Dil gamla dahi dest ü girîbândan usanmaz
Bir yâr içün ağyâr ile gavgâdan usandık

Nâbî ile ol âfetin ahvâlını nakl et
Efsâne-i Mecnûn ile Leylâ’dan usandık

Nabi

GAZEL AÇIKLAMA

Bir mutluluk için feleğe yalvarmaktan usandık.
Bir sevgiliye kavuşmak için başkalarının yüzüne gülmekten usandık.
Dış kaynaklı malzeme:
//! hiverpc CLI — query Hive API nodes from the terminal.
//!
//! Usage:
//! ```bash
//! # Check a node's head block and latency
//! hiverpc test --url https://api.hive.blog
//!
//! # Send a raw JSON-RPC call with failover across several nodes
//! hiverpc call --url https://api.hive.blog --url https://anyx.io \
//!     --method condenser_api.get_dynamic_global_properties
//!
//! # List the built-in public nodes
//! hiverpc nodes
//! ```

use std::env;
use std::process;

use serde_json::{json, Value};
use tracing_subscriber::EnvFilter;

use hiverpc_core::fetch::FetchConfig;
use hiverpc_http::FailoverClient;
use hiverpc_providers::public;

#[tokio::main]
async fn main() {
    tracing_subscriber::fmt()
        .with_env_filter(EnvFilter::from_default_env())
        .init();

    let args: Vec<String> = env::args().collect();
    if args.len() < 2 {
        print_usage();
        process::exit(1);
    }

    let result = match args[1].as_str() {
        "test" => cmd_test(&args[2..]).await,
        "call" => cmd_call(&args[2..]).await,
        "nodes" => {
            cmd_nodes();
            Ok(())
        }
        "version" | "--version" | "-V" => {
            println!("hiverpc {}", env!("CARGO_PKG_VERSION"));
            Ok(())
        }
        "help" | "--help" | "-h" => {
            print_usage();
            Ok(())
        }
        other => {
            eprintln!("Unknown command: {other}");
            print_usage();
            process::exit(1);
        }
    };

    if let Err(e) = result {
        eprintln!("Error: {e}");
        process::exit(1);
    }
}

fn print_usage() {
    println!("hiverpc {}", env!("CARGO_PKG_VERSION"));
    println!("Query Hive API nodes with automatic failover\n");
    println!("USAGE:");
    println!("    hiverpc <COMMAND>\n");
    println!("COMMANDS:");
    println!("    test       Check a node (head block, latency)");
    println!("    call       Send a raw JSON-RPC call");
    println!("    nodes      List built-in public API nodes");
    println!("    version    Print version");
    println!("    help       Print this help\n");
    println!("FLAGS:");
    println!("    --url <URL>       node endpoint; repeat to enable failover");
    println!("    --method <NAME>   JSON-RPC method (call only)");
    println!("    --params <JSON>   params array, default [] (call only)");
}

fn client_for(args: &[String]) -> FailoverClient {
    let urls = parse_multi_flag(args, "--url");
    if urls.is_empty() {
        public::failover_client()
    } else {
        FailoverClient::new(urls, FetchConfig::default())
    }
}

async fn cmd_test(args: &[String]) -> Result<(), String> {
    let client = client_for(args);
    println!("Testing {}...", client.current_node());

    let start = std::time::Instant::now();
    let props: Value = client
        .call("condenser_api.get_dynamic_global_properties", json!([]))
        .await
        .map_err(|e| e.to_string())?;
    let latency = start.elapsed();

    println!("  Status:       OK");
    println!("  Node:         {}", client.current_node());
    println!("  Head block:   {}", props["head_block_number"]);
    println!("  Latency:      {}ms", latency.as_millis());

    Ok(())
}

async fn cmd_call(args: &[String]) -> Result<(), String> {
    let method = parse_flag(args, "--method").ok_or("--method is required")?;
    let params = match parse_flag(args, "--params") {
        Some(raw) => serde_json::from_str(&raw).map_err(|e| format!("bad --params: {e}"))?,
        None => json!([]),
    };

    let client = client_for(args);
    let result: Value = client
        .call(&method, params)
        .await
        .map_err(|e| e.to_string())?;

    println!("{}", serde_json::to_string_pretty(&result).unwrap_or_default());
    Ok(())
}

fn cmd_nodes() {
    println!("Built-in public Hive API nodes:\n");
    for node in public::PUBLIC_NODES {
        println!("  {node}");
    }
    println!("\nUsed in this order when no --url is given.");
}

fn parse_flag(args: &[String], flag: &str) -> Option<String> {
    let pos = args.iter().position(|a| a == flag)?;
    args.get(pos + 1).cloned()
}

fn parse_multi_flag(args: &[String], flag: &str) -> Vec<String> {
    let mut values = Vec::new();
    let mut iter = args.iter();
    while let Some(arg) = iter.next() {
        if arg == flag {
            if let Some(value) = iter.next() {
                values.push(value.clone());
            }
        }
    }
    values
}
Ayrılık çeke çeke buluşup görüşmenin zevkini unutur olduk.
Mahmur ola ola şarabın tadından usandık.

Büyük mutluluk, ikbal hevesine düşeli çok oldu ama.
O huzursuzluk veren iç arzusundan artık bıktık, usandık.

Gönül gamla bile yaka, paça olmaktan usanmaz.
Yalnız bir sevgili yüzünden yabancılar ile kavgadan usandık.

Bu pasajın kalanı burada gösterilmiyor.